Nicht so sicher war die Lage, in der sich andere unserer Landsleute befanden. Hier folgen ihre eigenen Berichte von ihren Erlebnissen an diesem Morgen.

Der Generalmajor Preradowitsch war mit seiner Gemahlin in dem jenseit des Flusses gelegenen Theile der Stadt geblieben und zwar in dem Hotel Couronne de Rose, das hart an der Straße steht, auf welcher die Preußen daherzogen. Unglücklicherweise stand dieser Gasthof gerade gegenüber den auf den Bergen errichteten baierischen Batterien, so daß er dem Feuer der letztern in höchstem Grade ausgesetzt war. Einhundert dreiundsiebenzig Kanonenschüsse schlugen in das Haus ein, welches mit Kanonenkugeln, Granaten und Kartätschen förmlich besäet war. Der General hielt sich mit seiner Gemahlin in einem nach der andern Seite des Hauses gelegenen Zimmer auf, welches durch eine Capitalmauer geschützt war. Die vorderen Stuben erscheinen ganz bunt von Kugeln und Kartätschen. Einige Granaten schlugen durch die Wände des Hauses und platzten in den Corridoren. Granatensplitter fielen in die Stube, wo sich der Generalmajor befand, zum Glück, ohne ihn oder seine Gemahlin zu verletzen. Sogleich beim Beginn des Kampfes nahmen die Preußen seine Wohnung ein und schossen vom Balcon oder aus den Fenstern.

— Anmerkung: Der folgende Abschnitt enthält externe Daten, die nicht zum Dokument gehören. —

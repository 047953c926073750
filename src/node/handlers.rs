use super::service::ReplicaNode;
use crate::protocol::{Message, Transport};

use axum::{Extension, Json, body::Bytes, http::StatusCode};
use std::sync::Arc;

/// `POST /message` on a replica.
pub async fn handle_message<T: Transport>(
    Extension(node): Extension<Arc<ReplicaNode<T>>>,
    body: Bytes,
) -> (StatusCode, Json<Message>) {
    let message = match Message::decode(&body) {
        Ok(message) => message,
        Err(reply) => {
            tracing::warn!("Server {} rejected request: {:?}", node.server_id(), reply);
            return (StatusCode::BAD_REQUEST, Json(reply));
        }
    };

    let method = message.method();
    match tokio::time::timeout(node.request_deadline(), node.handle(message)).await {
        Ok(reply @ Message::Error { .. }) => (StatusCode::INTERNAL_SERVER_ERROR, Json(reply)),
        Ok(reply) => (StatusCode::OK, Json(reply)),
        Err(_) => {
            tracing::warn!("Server {} timed out handling {}", node.server_id(), method);
            (
                StatusCode::GATEWAY_TIMEOUT,
                Json(Message::error(format!("{} exceeded the request deadline", method))),
            )
        }
    }
}
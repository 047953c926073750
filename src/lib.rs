//! Replicated Shopping-List Store
//!
//! This library crate holds the cluster logic; the binary (`main.rs`) wires it to HTTP.
//!
//! ## Architecture Modules
//! Lists are spread over a consistent-hash ring and kept on three servers each:
//!
//! - **`crdt`**: PN-Counters and the per-list map of them. Every copy of a list converges
//!   by merging, so replicas never need to agree on an order of writes.
//! - **`ring`**: the consistent-hash ring with virtual nodes. Decides which server owns a
//!   list and which servers hold its replicas.
//! - **`protocol`**: the JSON message envelope shared by routers and servers, and the
//!   `Transport` seam used to deliver it.
//! - **`storage`**: per-server list rows (in memory or on disk) with the bookkeeping flags
//!   that rebalancing relies on.
//! - **`node`**: the storage server. Applies writes, replicates them, hands hints back and
//!   rebalances when the ring changes.
//! - **`router`**: the front door. Routes client requests and drives joins and leaves.
//! - **`config`**: addresses, ring geometry and timers.

pub mod config;
pub mod crdt;
pub mod node;
pub mod protocol;
pub mod ring;
pub mod router;
pub mod storage;

#[cfg(test)]
pub(crate) mod testing;
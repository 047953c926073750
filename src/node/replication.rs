use super::service::ReplicaNode;
use crate::protocol::{Message, ReplicaWrite, ReplicationLevel, Transport};
use crate::ring::{HashRing, VirtualNodeId};
use crate::storage::ListRecord;

/// Where one fan-out ended up.
#[derive(Debug, Clone, Default, PartialEq, Eq)]
pub struct FanoutOutcome {
    /// Virtual nodes that stored a copy, in the order they acknowledged.
    pub acknowledged: Vec<VirtualNodeId>,
    /// Subset of `acknowledged` that holds the copy as a hint for a missing slot.
    pub hinted: Vec<VirtualNodeId>,
    /// Candidates that did not answer or refused the copy.
    pub unreachable: Vec<VirtualNodeId>,
}

impl<T: Transport> ReplicaNode<T> {
    /// Pushes `record` to the replica set of its key under `ring`.
    ///
    /// The first `replica_count` ring successors of the responsible node are the
    /// canonical slots (levels 1, 2, ...). Later candidates only stand in for a slot
    /// that is still uncovered, at that slot's level and with a hint pointing at it.
    /// Stops once every slot is covered or candidates run out.
    pub async fn replicate_record(&self, ring: &HashRing, record: &ListRecord, created: bool) -> FanoutOutcome {
        let mut outcome = FanoutOutcome::default();
        let Some(primary) = ring.responsible_node(&record.list_uuid.to_string()) else {
            tracing::warn!("No ring installed, list {} not replicated", record.list_uuid);
            return outcome;
        };

        let candidates = ring.nodes_for_replication(primary, self.config.fanout_candidates);
        let slots: Vec<VirtualNodeId> = candidates.iter().take(self.config.replica_count).copied().collect();
        let mut covered = vec![false; slots.len()];

        for (position, &candidate) in candidates.iter().enumerate() {
            let (slot, hint) = if position < slots.len() {
                (position, None)
            } else {
                match covered.iter().position(|done| !done) {
                    Some(slot) => (slot, Some(slots[slot])),
                    None => break,
                }
            };

            let write = ReplicaWrite {
                virtual_node: candidate,
                list_uuid: record.list_uuid,
                list_name: record.list_name.clone(),
                list_content: record.content.clone(),
                replication_level: ReplicationLevel::successor(slot),
                hinted_handoff: hint,
            };

            if self.push_replica(write, created).await {
                covered[slot] = true;
                outcome.acknowledged.push(candidate);
                if hint.is_some() {
                    outcome.hinted.push(candidate);
                }
            } else {
                outcome.unreachable.push(candidate);
            }

            if covered.iter().all(|done| *done) {
                break;
            }
        }

        if outcome.acknowledged.len() < slots.len() {
            tracing::warn!(
                "List {} has only {} of {} replicas",
                record.list_uuid,
                outcome.acknowledged.len(),
                slots.len()
            );
        }
        outcome
    }

    /// Stores one copy, directly when the target is on this server.
    async fn push_replica(&self, write: ReplicaWrite, created: bool) -> bool {
        let target = write.virtual_node;
        if self.is_local(target) {
            return match self.apply_replica(write).await {
                Ok(_) => true,
                Err(e) => {
                    tracing::error!("Local replica on {} failed: {}", target, e);
                    false
                }
            };
        }

        let message = if created {
            Message::ReplicateCreationList(write)
        } else {
            Message::ReplicateUpdateList(write)
        };
        match self.send_to(target, &message).await {
            Ok(reply) if reply.is_ack() => true,
            Ok(reply) => {
                tracing::warn!("{} refused replica: {:?}", target, reply);
                false
            }
            Err(e) => {
                tracing::warn!("Replica target {} unreachable: {}", target, e);
                false
            }
        }
    }
}
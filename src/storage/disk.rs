use super::store::{KeyValueStore, ListRecord, RecordFilter, RecordKey, StoreError};
use crate::ring::VirtualNodeId;

use std::fs;
use std::io::ErrorKind;
use std::path::{Path, PathBuf};
use std::sync::{Mutex, MutexGuard};
use uuid::Uuid;

const RECORD_EXTENSION: &str = "json";

/// Durable table laid out as `<root>/<virtual node>/<list uuid>.json`.
///
/// Records are read from disk on demand. Files are replaced through a rename so a
/// crash never leaves a half-written record behind.
#[derive(Debug)]
pub struct DiskStore {
    root: PathBuf,
    write_lock: Mutex<()>,
}

impl DiskStore {
    pub fn open(root: impl Into<PathBuf>) -> Result<Self, StoreError> {
        let root = root.into();
        fs::create_dir_all(&root)?;
        tracing::info!("Opened disk store at {}", root.display());
        Ok(Self {
            root,
            write_lock: Mutex::new(()),
        })
    }

    pub fn root(&self) -> &Path {
        &self.root
    }

    fn record_path(&self, key: &RecordKey) -> PathBuf {
        self.root
            .join(key.virtual_node.to_string())
            .join(format!("{}.{}", key.list_uuid, RECORD_EXTENSION))
    }

    fn lock(&self) -> MutexGuard<'_, ()> {
        self.write_lock.lock().unwrap_or_else(|poisoned| poisoned.into_inner())
    }

    fn read_record(path: &Path) -> Result<Option<ListRecord>, StoreError> {
        match fs::read(path) {
            Ok(bytes) => Ok(Some(serde_json::from_slice(&bytes)?)),
            Err(e) if e.kind() == ErrorKind::NotFound => Ok(None),
            Err(e) => Err(e.into()),
        }
    }

    fn write_record(&self, record: &ListRecord) -> Result<(), StoreError> {
        let path = self.record_path(&record.key());
        if let Some(dir) = path.parent() {
            fs::create_dir_all(dir)?;
        }
        let tmp = path.with_extension(format!("tmp-{}", rand::random::<u32>()));
        fs::write(&tmp, serde_json::to_vec(record)?)?;
        fs::rename(&tmp, &path)?;
        Ok(())
    }

    fn remove_record(&self, key: &RecordKey) -> Result<bool, StoreError> {
        match fs::remove_file(self.record_path(key)) {
            Ok(()) => Ok(true),
            Err(e) if e.kind() == ErrorKind::NotFound => Ok(false),
            Err(e) => Err(e.into()),
        }
    }

    /// Parses `<vnode>/<uuid>.json` back into a key.
    fn key_from_path(&self, path: &Path) -> Result<RecordKey, StoreError> {
        let corrupt = || StoreError::CorruptKey(path.display().to_string());
        let stem = path.file_stem().and_then(|s| s.to_str()).ok_or_else(corrupt)?;
        let dir = path
            .parent()
            .and_then(Path::file_name)
            .and_then(|s| s.to_str())
            .ok_or_else(corrupt)?;
        let virtual_node: VirtualNodeId = dir.parse().map_err(|_| corrupt())?;
        let list_uuid = Uuid::parse_str(stem).map_err(|_| corrupt())?;
        Ok(RecordKey::new(virtual_node, list_uuid))
    }

    fn record_files(&self) -> Result<Vec<PathBuf>, StoreError> {
        let mut files = Vec::new();
        for dir in fs::read_dir(&self.root)? {
            let dir = dir?.path();
            if !dir.is_dir() {
                continue;
            }
            for file in fs::read_dir(&dir)? {
                let file = file?.path();
                if file.extension().and_then(|e| e.to_str()) == Some(RECORD_EXTENSION) {
                    files.push(file);
                }
            }
        }
        Ok(files)
    }
}

impl KeyValueStore for DiskStore {
    fn get(&self, key: &RecordKey) -> Result<Option<ListRecord>, StoreError> {
        Self::read_record(&self.record_path(key))
    }

    fn put(&self, record: ListRecord) -> Result<(), StoreError> {
        let _guard = self.lock();
        self.write_record(&record)
    }

    fn delete(&self, key: &RecordKey) -> Result<bool, StoreError> {
        let _guard = self.lock();
        self.remove_record(key)
    }

    fn scan(&self, filter: RecordFilter<'_>) -> Result<Vec<ListRecord>, StoreError> {
        let mut records = Vec::new();
        for path in self.record_files()? {
            let key = match self.key_from_path(&path) {
                Ok(key) => key,
                Err(e) => {
                    tracing::warn!("Skipping stray file: {}", e);
                    continue;
                }
            };
            // Removed between listing and reading.
            let Some(record) = Self::read_record(&path)? else {
                continue;
            };
            if record.key() != key {
                return Err(StoreError::CorruptKey(path.display().to_string()));
            }
            if filter(&record) {
                records.push(record);
            }
        }
        Ok(records)
    }

    fn update(
        &self,
        key: &RecordKey,
        change: &mut dyn FnMut(Option<ListRecord>) -> Option<ListRecord>,
    ) -> Result<Option<ListRecord>, StoreError> {
        let _guard = self.lock();
        let current = Self::read_record(&self.record_path(key))?;
        let existed = current.is_some();
        match change(current) {
            Some(next) => {
                self.write_record(&next)?;
                Ok(Some(next))
            }
            None => {
                if existed {
                    self.remove_record(key)?;
                }
                Ok(None)
            }
        }
    }
}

Ein Gutsbesitzer aus dem Wladimirschen, Herr Protassjew, wohnte mit Frau und Tochter im „Hotel Sanner“, dem letzten Hause an der Straße nach Schweinfurt. Als das Treffen begann, nahm Herr Protassjew gerade ein Bad; eine Kugel flog, als er aus der Wanne stieg, nahe an ihm vorüber, nachdem sie das Fenster zertrümmert hatte. Die Fenster der Wohnung waren nach der Straße gerichtet, auf welcher der Kampf wogte. Herr Protassjew nahm seine Zuflucht zur Nachbarswohnung. Nachdem die Preußen ihre Gegner von der Brücke verdrängt hatten, nahmen sie die Wohnung des Herrn Protassjew ein und schossen aus den Fenstern des Schlafzimmers. Seine Wohnung ist an vielen Stellen beschädigt; in dem Schlafzimmer ward ein Baier getödtet; dicht am Bett ist eine große Blutlache.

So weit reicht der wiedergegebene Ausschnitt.